I am blessed and cursed with a great memory. I will remember sweet things people said to me a month or a year ago, or that my best friend is allergic to kiwi fruits. I will remember what time of day people are born, what zodiac signs all their planets are in, or random details I found out about my lecturers from internet-stalking. I will also remember every cruel word that has ever been spoken to me.
One of the memories that haunts me most is from about two years ago. Someone I was close to at the time said to/about me “some people will never be beautiful.” I remember where we stood, I remember what we had been talking about prior to that. I remember like it was yesterday. I had been sad because my unrequited-crush-of-the-week wasn’t interested in me, and all I wanted was for my then-friend to assure me that I wasn’t completely repulsive. Instead, they dealt one of the worst blows to my self-esteem I had ever experienced. I hate feeling like I have to beg for compliments, and it’s rare that I actually ask a person to tell me something nice about myself, and this made their response feel even harsher. At the time I accepted what they said, because I didn’t know any better. If someone said it to me now, I would tell them to go fuck themselves. But alas, my self-esteem back then wasn’t on the level it is now.

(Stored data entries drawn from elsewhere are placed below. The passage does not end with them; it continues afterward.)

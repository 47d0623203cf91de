use crate::aggregators::median::{MedianSnapshot, MedianStrategy, RemovalPolicy};
use crate::aggregators::{AggregateError, AttributeAggregator};
use crate::core::attributes::{AttributeType, AttributeValue};

/// One strategy instantiation per supported element width, fixed at
/// construction. Dispatch after that point is a plain exhaustive match.
#[derive(Debug, Clone, PartialEq)]
enum TypedStrategy {
    Int(MedianStrategy<i32>),
    Long(MedianStrategy<i64>),
    Float(MedianStrategy<f32>),
    Double(MedianStrategy<f64>),
}

/// Incremental median over the values an external window currently holds.
///
/// Configured once with the declared type of its single input attribute;
/// every later call routes to the strategy instantiated for that type.
/// The median is always reported as an `f64`, whatever the element type.
///
/// ```
/// use rollmed::aggregators::AttributeAggregator;
/// use rollmed::aggregators::median::MedianAggregator;
/// use rollmed::core::attributes::AttributeType;
///
/// let mut median = MedianAggregator::new(&[AttributeType::Int]).unwrap();
/// median.add(1.into()).unwrap();
/// median.add(2.into()).unwrap();
/// assert_eq!(median.add(3.into()).unwrap(), 2.0);
/// ```
#[derive(Debug, Clone, PartialEq)]
pub struct MedianAggregator {
    strategy: TypedStrategy,
    element_type: AttributeType,
}

impl MedianAggregator {
    /// Configures an aggregator for exactly one declared attribute type.
    ///
    /// Fails when given zero or several descriptors, or a non-numeric
    /// type. Uses the legacy [`RemovalPolicy::CachedMedian`].
    pub fn new(params: &[AttributeType]) -> Result<Self, AggregateError> {
        Self::with_policy(params, RemovalPolicy::default())
    }

    /// Same as [`new`], with an explicit removal policy.
    ///
    /// [`new`]: MedianAggregator::new
    pub fn with_policy(
        params: &[AttributeType],
        policy: RemovalPolicy,
    ) -> Result<Self, AggregateError> {
        let [element_type] = params else {
            return Err(AggregateError::WrongParameterCount(params.len()));
        };

        let strategy = match element_type {
            AttributeType::Int => TypedStrategy::Int(MedianStrategy::new(policy)),
            AttributeType::Long => TypedStrategy::Long(MedianStrategy::new(policy)),
            AttributeType::Float => TypedStrategy::Float(MedianStrategy::new(policy)),
            AttributeType::Double => TypedStrategy::Double(MedianStrategy::new(policy)),
            AttributeType::String | AttributeType::Bool | AttributeType::Object => {
                return Err(AggregateError::UnsupportedType(*element_type));
            }
        };

        Ok(Self {
            strategy,
            element_type: *element_type,
        })
    }

    /// The declared type of the input attribute.
    #[inline]
    pub fn element_type(&self) -> AttributeType {
        self.element_type
    }

    /// Logical element counter, including any restored baseline.
    pub fn count(&self) -> i64 {
        match &self.strategy {
            TypedStrategy::Int(s) => s.count(),
            TypedStrategy::Long(s) => s.count(),
            TypedStrategy::Float(s) => s.count(),
            TypedStrategy::Double(s) => s.count(),
        }
    }

    /// Median cached by the most recent recomputation.
    pub fn current_median(&self) -> f64 {
        match &self.strategy {
            TypedStrategy::Int(s) => s.current_median(),
            TypedStrategy::Long(s) => s.current_median(),
            TypedStrategy::Float(s) => s.current_median(),
            TypedStrategy::Double(s) => s.current_median(),
        }
    }

    /// Extracts the checkpoint record: the cached median and the counter.
    pub fn snapshot(&self) -> MedianSnapshot {
        match &self.strategy {
            TypedStrategy::Int(s) => s.snapshot(),
            TypedStrategy::Long(s) => s.snapshot(),
            TypedStrategy::Float(s) => s.snapshot(),
            TypedStrategy::Double(s) => s.snapshot(),
        }
    }

    /// Reinstates a checkpoint record.
    ///
    /// Only the median and the counter are checkpointed; the element
    /// multiset is not repopulated, so medians computed after a restore
    /// reflect only the values added since.
    pub fn restore(&mut self, state: &MedianSnapshot) {
        match &mut self.strategy {
            TypedStrategy::Int(s) => s.restore(state),
            TypedStrategy::Long(s) => s.restore(state),
            TypedStrategy::Float(s) => s.restore(state),
            TypedStrategy::Double(s) => s.restore(state),
        }
    }

    fn type_mismatch(&self, value: AttributeValue) -> AggregateError {
        AggregateError::TypeMismatch {
            expected: self.element_type,
            actual: value.attribute_type(),
        }
    }
}

impl AttributeAggregator for MedianAggregator {
    fn return_type(&self) -> AttributeType {
        AttributeType::Double
    }

    fn add(&mut self, value: AttributeValue) -> Result<f64, AggregateError> {
        match (&mut self.strategy, value) {
            (TypedStrategy::Int(s), AttributeValue::Int(v)) => Ok(s.add(v)),
            (TypedStrategy::Long(s), AttributeValue::Long(v)) => Ok(s.add(v)),
            (TypedStrategy::Float(s), AttributeValue::Float(v)) => Ok(s.add(v)),
            (TypedStrategy::Double(s), AttributeValue::Double(v)) => Ok(s.add(v)),
            _ => Err(self.type_mismatch(value)),
        }
    }

    fn add_batch(&mut self, values: &[AttributeValue]) -> Result<f64, AggregateError> {
        Err(AggregateError::ArrayInput(values.len()))
    }

    fn remove(&mut self, value: AttributeValue) -> Result<f64, AggregateError> {
        match (&mut self.strategy, value) {
            (TypedStrategy::Int(s), AttributeValue::Int(v)) => Ok(s.remove(v)),
            (TypedStrategy::Long(s), AttributeValue::Long(v)) => Ok(s.remove(v)),
            (TypedStrategy::Float(s), AttributeValue::Float(v)) => Ok(s.remove(v)),
            (TypedStrategy::Double(s), AttributeValue::Double(v)) => Ok(s.remove(v)),
            _ => Err(self.type_mismatch(value)),
        }
    }

    fn remove_batch(&mut self, values: &[AttributeValue]) -> Result<f64, AggregateError> {
        Err(AggregateError::ArrayInput(values.len()))
    }

    fn reset(&mut self) -> f64 {
        match &mut self.strategy {
            TypedStrategy::Int(s) => s.reset(),
            TypedStrategy::Long(s) => s.reset(),
            TypedStrategy::Float(s) => s.reset(),
            TypedStrategy::Double(s) => s.reset(),
        }
    }
}
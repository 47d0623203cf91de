use crate::core::attributes::AttributeType;
use thiserror::Error;

#[derive(Debug, Error, PartialEq, Eq)]
pub enum AggregateError {
    #[error("median aggregator has to have exactly 1 parameter, currently {0} parameters provided")]
    WrongParameterCount(usize),

    #[error("median is not supported for {0} attributes")]
    UnsupportedType(AttributeType),

    #[error("expected a {expected} value, got {actual}")]
    TypeMismatch {
        expected: AttributeType,
        actual: AttributeType,
    },

    #[error("median cannot process an array of {0} values")]
    ArrayInput(usize),
}
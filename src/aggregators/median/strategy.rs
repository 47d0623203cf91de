use crate::aggregators::median::{MedianSnapshot, RemovalPolicy};
use log::warn;
use std::cmp::Ordering;

/// Element type a [`MedianStrategy`] can aggregate.
///
/// `widen` converts to the `f64` the median is reported in. Widening is
/// exact for i32, f32 and f64; i64 values beyond 2^53 lose precision,
/// which matches the legacy engine's double-typed output.
pub trait MedianElement: Copy + PartialEq + PartialOrd {
    fn widen(self) -> f64;
}

impl MedianElement for i32 {
    #[inline]
    fn widen(self) -> f64 {
        f64::from(self)
    }
}

impl MedianElement for i64 {
    #[inline]
    fn widen(self) -> f64 {
        self as f64
    }
}

impl MedianElement for f32 {
    #[inline]
    fn widen(self) -> f64 {
        f64::from(self)
    }
}

impl MedianElement for f64 {
    #[inline]
    fn widen(self) -> f64 {
        self
    }
}

/// Median accumulator over the values currently inside an external window.
///
/// `add` re-sorts the whole collection and recomputes; `remove` retires
/// one occurrence and, under [`RemovalPolicy::CachedMedian`], reports the
/// median cached by the previous `add`. `count` is the logical element
/// counter and equals `values.len()` except after a partial restore, where
/// it carries the checkpointed baseline while the window refills.
#[derive(Debug, Clone, PartialEq)]
pub struct MedianStrategy<T> {
    values: Vec<T>,
    count: i64,
    current_median: f64,
    policy: RemovalPolicy,
    warned_empty: bool,
}

impl<T: MedianElement> MedianStrategy<T> {
    pub fn new(policy: RemovalPolicy) -> Self {
        Self {
            values: Vec::new(),
            count: 0,
            current_median: 0.0,
            policy,
            warned_empty: false,
        }
    }

    /// Inserts `v` and returns the recomputed median.
    pub fn add(&mut self, v: T) -> f64 {
        self.values.push(v);
        self.count += 1;
        self.current_median = self.compute_median();
        self.current_median
    }

    /// Retires one occurrence equal to `v`, if present.
    ///
    /// The counter decrements even when no occurrence matched, clamped at
    /// zero. The returned median follows the configured [`RemovalPolicy`].
    pub fn remove(&mut self, v: T) -> f64 {
        if let Some(pos) = self.values.iter().position(|x| *x == v) {
            self.values.remove(pos);
        }
        self.count = (self.count - 1).max(0);
        if self.policy == RemovalPolicy::Recompute {
            self.current_median = self.compute_median();
        }
        self.current_median
    }

    pub fn reset(&mut self) -> f64 {
        self.values.clear();
        self.count = 0;
        self.current_median = 0.0;
        0.0
    }

    pub fn snapshot(&self) -> MedianSnapshot {
        MedianSnapshot {
            median: self.current_median,
            count: self.count,
            version: 0,
        }
    }

    /// Reinstates the checkpointed median and counter.
    ///
    /// The element multiset is not part of the checkpoint, so `values`
    /// is left as-is; medians computed after a restore reflect only the
    /// elements actually present.
    pub fn restore(&mut self, state: &MedianSnapshot) {
        self.current_median = state.median;
        self.count = state.count;
    }

    #[inline]
    pub fn count(&self) -> i64 {
        self.count
    }

    #[inline]
    pub fn current_median(&self) -> f64 {
        self.current_median
    }

    /// Full re-sort median, indexed by the elements actually present.
    ///
    /// Even count averages the two middle elements after widening, odd
    /// count widens the middle element. An empty window yields 0.0 and a
    /// one-shot warning; it occurs transiently at window start-up and is
    /// not an error.
    fn compute_median(&mut self) -> f64 {
        let n = self.values.len();
        if n == 0 {
            if !self.warned_empty {
                warn!("median requested over an empty window, reporting 0.0");
                self.warned_empty = true;
            }
            return 0.0;
        }

        self.values
            .sort_unstable_by(|a, b| a.partial_cmp(b).unwrap_or(Ordering::Equal));

        let mid = n / 2;
        if n % 2 == 0 {
            (self.values[mid].widen() + self.values[mid - 1].widen()) / 2.0
        } else {
            self.values[mid].widen()
        }
    }
}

It took almost another year for me to learn an important lesson: I should not let external validation be the foundation of my self-esteem. Last year, I had a crush on someone. (Well, I had a crush on several someones, but only one is relevant to this story). I was somewhat head-over-heels, and even though I knew deep down that the feelings weren’t reciprocated, I am a pretty determined person, so I wasn’t going to give up too easily. Then that person moved away. I could have left it at that, accepted defeat and moved on. But that is not in my nature. So I sent him a message on facebook, and told him I had feelings for him. He took four and a half months to reply. The timing of it sucked, and a combination of this rejection and other, unrelated factors threw me into a depression that lasted for somewhere between four and six months. Yesterday was the one year anniversary of me confessing my feelings to him, and I am overwhelmed by just how much I have changed in those 365 days.
I’m still impulsive and overly honest about my emotions, but at least I’m no longer dumb enough to confess my feelings in a facebook message. The thing that has changed the most this past year though, is my level of self-confidence. During those months of depression and self-loathing, I vowed that I would never let my self-esteem be tied to another person’s opinion of me ever again.
Healing is a process, and it took me until half way through August to fully get over it. In retrospect, I realise it had little to do with the person who was a catalyst, and more to do with my relationship to myself. There’s a reason I am attracted to men who are both geographically unavailable and emotionally unavailable: I know I don’t have a chance with them. By chasing after people who have no interest in me, I can perpetuate my low self-esteem, and validate my belief that I am unworthy and no one will ever love me.
I have spent this year repairing the damage I did to myself. The thing that surprises me most about the past year (apart from the fact I don’t hate myself) is that I went pretty much an entire year without getting a crush on anyone. (No, referring to my lecturer as my “future wife” does not count as a crush). If you’ve read more than one of my blogs, or looked at my twitter account, you will know that I’m kinda obsessed with love. Perhaps it’s simply that I’m (to misquote Bridget Jones’s Diary) in my 20th year of being single, and I idealise love because it feels so out of reach, or perhaps it is simply my nature. I think it’s the latter. At the risk of sounding immensely cheesy, in this year of zero crushes, I fell in love with the most important person of all: myself.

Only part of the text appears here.